*About this task:*
In the entries below, every line that contains "exceeded" must be located and copied.

*Supplied entries:*
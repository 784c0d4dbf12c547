//! # Provider Errors
//!
//! Error types for quote provider operations.
//!
//! Every [`ProviderError`] belongs to one [`FailureClass`], which is what the
//! fetch orchestrator acts on when it walks the provider chain.
//!
//! # Examples
//!
//! ```
//! use random_quotes::infrastructure::providers::error::{FailureClass, ProviderError};
//!
//! let error = ProviderError::timeout("Request timed out after 5000ms");
//! assert!(error.is_retryable());
//! assert_eq!(error.classify(), FailureClass::Recoverable);
//!
//! let error = ProviderError::persistence("bulk insert failed");
//! assert_eq!(error.classify(), FailureClass::PersistenceCritical);
//! ```

use thiserror::Error;

/// How the orchestrator must react to a provider failure.
#[derive(Debug, Clone, Copy, PartialEq, Eq)]
pub enum FailureClass {
    /// Treat as an empty result and try the next provider.
    Recoverable,
    /// The store is unhealthy; abort the whole chain.
    PersistenceCritical,
    /// Anything else; wrap and abort the chain.
    Unexpected,
}

/// Error type for quote provider operations.
#[derive(Debug, Clone, Error)]
pub enum ProviderError {
    /// Request timed out.
    #[error("provider timeout: {message}")]
    Timeout {
        /// Error message.
        message: String,
        /// Timeout duration in milliseconds.
        timeout_ms: Option<u64>,
    },

    /// Network or connection error, including upstream 5xx responses.
    #[error("provider connection error: {message}")]
    Connection {
        /// Error message.
        message: String,
    },

    /// Rate limit exceeded, either upstream or by the local limiter.
    #[error("provider rate limit exceeded: {message}")]
    RateLimited {
        /// Error message.
        message: String,
    },

    /// Upstream rejected the request.
    #[error("provider invalid request: {message}")]
    InvalidRequest {
        /// Error message.
        message: String,
    },

    /// Unparseable or unexpected response.
    #[error("provider protocol error: {message}")]
    Protocol {
        /// Error message.
        message: String,
    },

    /// The provider could not read or write the quote store.
    #[error("provider persistence error: {message}")]
    Persistence {
        /// Error message.
        message: String,
    },

    /// Internal provider error.
    #[error("provider internal error: {message}")]
    Internal {
        /// Error message.
        message: String,
    },
}

impl ProviderError {
    /// Creates a timeout error.
    #[must_use]
    pub fn timeout(message: impl Into<String>) -> Self {
        Self::Timeout {
            message: message.into(),
            timeout_ms: None,
        }
    }

    /// Creates a timeout error with duration.
    #[must_use]
    pub fn timeout_with_duration(message: impl Into<String>, timeout_ms: u64) -> Self {
        Self::Timeout {
            message: message.into(),
            timeout_ms: Some(timeout_ms),
        }
    }

    /// Creates a connection error.
    #[must_use]
    pub fn connection(message: impl Into<String>) -> Self {
        Self::Connection {
            message: message.into(),
        }
    }

    /// Creates a rate limited error.
    #[must_use]
    pub fn rate_limited(message: impl Into<String>) -> Self {
        Self::RateLimited {
            message: message.into(),
        }
    }

    /// Creates an invalid request error.
    #[must_use]
    pub fn invalid_request(message: impl Into<String>) -> Self {
        Self::InvalidRequest {
            message: message.into(),
        }
    }

    /// Creates a protocol error.
    #[must_use]
    pub fn protocol(message: impl Into<String>) -> Self {
        Self::Protocol {
            message: message.into(),
        }
    }

    /// Creates a persistence error.
    #[must_use]
    pub fn persistence(message: impl Into<String>) -> Self {
        Self::Persistence {
            message: message.into(),
        }
    }

    /// Creates an internal error.
    #[must_use]
    pub fn internal(message: impl Into<String>) -> Self {
        Self::Internal {
            message: message.into(),
        }
    }

    /// Returns true if a retry may succeed.
    #[must_use]
    pub fn is_retryable(&self) -> bool {
        matches!(
            self,
            Self::Timeout { .. } | Self::Connection { .. } | Self::RateLimited { .. }
        )
    }

    /// Classifies the failure for the orchestrator.
    ///
    /// Upstream trouble of any kind is recoverable; only store failures and
    /// internal bugs stop the chain.
    #[must_use]
    pub fn classify(&self) -> FailureClass {
        match self {
            Self::Timeout { .. }
            | Self::Connection { .. }
            | Self::RateLimited { .. }
            | Self::InvalidRequest { .. }
            | Self::Protocol { .. } => FailureClass::Recoverable,
            Self::Persistence { .. } => FailureClass::PersistenceCritical,
            Self::Internal { .. } => FailureClass::Unexpected,
        }
    }
}

/// Result type for provider operations.
pub type ProviderResult<T> = Result<T, ProviderError>;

*Finished task:*
    /// Rate limit exceeded, either upstream or by the local limiter.
    #[error("provider rate limit exceeded: {message}")]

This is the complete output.